EXERCISE AIM.
Find and copy the lines in the records beneath this task that contain the word "paths".

[[ RECORDS SHOWN, beginning ]]

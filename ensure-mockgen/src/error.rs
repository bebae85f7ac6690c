use std::{fmt, io, path::PathBuf};

use miette::Diagnostic;
use thiserror::Error;

use crate::BackendError;

pub type Result<T> = std::result::Result<T, Error>;

#[derive(Debug, Error, Diagnostic)]
pub enum Error {
    #[error("invalid mock configuration:{}", BulletList(errors))]
    #[diagnostic(
        code(ensure::mocks::invalid_config),
        help("fix the `[mocks]` section of .ensure.toml")
    )]
    InvalidConfig { errors: Vec<ConfigError> },

    #[error("unable to generate at least one mock:{}", BulletList(failures))]
    #[diagnostic(code(ensure::mocks::generation_failed))]
    GenerationFailed { failures: Vec<GenerationFailure> },

    #[error("unable to list mock directory '{}'", .path.display())]
    #[diagnostic(code(ensure::mocks::tidy_list))]
    TidyList {
        path: PathBuf,
        #[source]
        source: io::Error,
    },

    #[error("unable to remove '{}'", .path.display())]
    #[diagnostic(code(ensure::mocks::tidy_remove))]
    TidyRemove {
        path: PathBuf,
        #[source]
        source: io::Error,
    },
}

impl From<ConfigError> for Error {
    fn from(err: ConfigError) -> Self {
        Error::InvalidConfig { errors: vec![err] }
    }
}

/// Problems with the `[mocks]` section, collected before anything is generated.
#[derive(Debug, Clone, PartialEq, Eq, Error)]
pub enum ConfigError {
    #[error("missing `[mocks]` section in .ensure.toml")]
    MissingMockConfig,

    #[error("no mocks to generate, add some to `[[mocks.packages]]`")]
    MissingPackages,

    #[error("`mocks.packages[{index}]` is missing the `path` key")]
    MissingPackagePath { index: usize },

    #[error("package '{package}' has no interfaces to generate, add them using the `interfaces` key")]
    MissingPackageInterfaces { package: String },

    #[error("found duplicate package path '{package}', package paths must be unique")]
    DuplicatePackagePath { package: String },

    #[error("package '{package}' is internal to a module other than '{module}'")]
    InternalPackageOutsideModule { package: String, module: String },
}

/// A single package that could not be generated.
#[derive(Debug, Error)]
pub enum GenerationFailure {
    #[error("could not generate mock for '{package}': {reason}")]
    Backend {
        package: String,
        reason: BackendError,
    },

    #[error("generation of '{package}' was cancelled")]
    Cancelled { package: String },

    #[error("could not create directory '{}' for '{package}': {reason}", .path.display())]
    CreateDir {
        package: String,
        path: PathBuf,
        reason: io::Error,
    },

    #[error("could not create file '{}' for '{package}': {reason}", .path.display())]
    WriteFile {
        package: String,
        path: PathBuf,
        reason: io::Error,
    },
}

impl GenerationFailure {
    /// Description of the package that failed, as `path: Iface1,Iface2`.
    pub fn package(&self) -> &str {
        match self {
            Self::Backend { package, .. }
            | Self::Cancelled { package }
            | Self::CreateDir { package, .. }
            | Self::WriteFile { package, .. } => package,
        }
    }

    pub fn is_cancelled(&self) -> bool {
        matches!(self, Self::Cancelled { .. })
    }
}

struct BulletList<'a, T>(&'a [T]);

impl<T: fmt::Display> fmt::Display for BulletList<'_, T> {
    fn fmt(&self, f: &mut fmt::Formatter<'_>) -> fmt::Result {
        for item in self.0 {
            write!(f, "\n - {item}")?;
        }
        Ok(())
    }
}

#[cfg(test)]
mod tests {
    use super::*;

    #[test]
    fn test_invalid_config_lists_every_error() {
        let err = Error::InvalidConfig {
            errors: vec![
                ConfigError::MissingPackagePath { index: 1 },
                ConfigError::DuplicatePackagePath {
                    package: "github.com/some/pkg".to_string(),
                },
            ],
        };

        insta::assert_snapshot!(err.to_string(), @r"
        invalid mock configuration:
         - `mocks.packages[1]` is missing the `path` key
         - found duplicate package path 'github.com/some/pkg', package paths must be unique
        ");
    }

    #[test]
    fn test_generation_failure_package() {
        let failure = GenerationFailure::Cancelled {
            package: "github.com/some/pkg: Iface".to_string(),
        };

        assert_eq!(failure.package(), "github.com/some/pkg: Iface");
        assert!(failure.is_cancelled());
    }
}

[[ RECORDS SHOWN, end ]]

ANSWER BELOW.
    #[error("found duplicate package path '{package}', package paths must be unique")]
         - found duplicate package path 'github.com/some/pkg', package paths must be unique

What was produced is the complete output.